Multi-stage manufacturing process parameter optimization method based on improved marine predator algorithm

Abstract

Abstract Product quality is a critical factor in manufacturing industry competition, and mechanical processing technology has been widely applied in manufacturing, directly affecting product quality. Therefore, it is very important to find the appropriate optimal parameters to improve the impact of processing on product quality. However, modern production processes are characterized by complex mechanisms and the mutual influence of multiple processes, which poses higher challenges for optimizing processing technology parameters. In this regard, the thesis proposes a method for optimizing process parameters in multi-process manufacturing based on an improved marine predator algorithm, aiming to optimize and improve process parameters in multi-process manufacturing processes. Firstly, a multi-process modeling strategy is adopted to explore the nonlinear relationship between process parameters and quality indicators based on multi-gene genetic planning, establishing a multi-process parameter optimization objective model.
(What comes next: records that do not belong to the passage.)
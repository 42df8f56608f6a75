pub mod accumulator_1d;
pub mod accumulator_2d;
pub mod bucket_mapper;

pub use accumulator_1d::HistogramAccumulator1D;
pub use accumulator_2d::HistogramAccumulator2D;
pub use bucket_mapper::BucketMapper;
This effectively solves the problem of modeling difficulty caused by severe coupling of multiple processes. Then, to improve the efficiency of solving the optimization objective model, an improved marine predator algorithm is proposed, utilizing reverse learning strategies and mixed control parameters to enhance optimization capability, thereby obtaining the global optimal solution. Finally, using production process data from a certain factory as an example, the feasibility of the proposed method is verified, achieving the goal of multi-process process parameter optimization and ensuring the stability of product quality.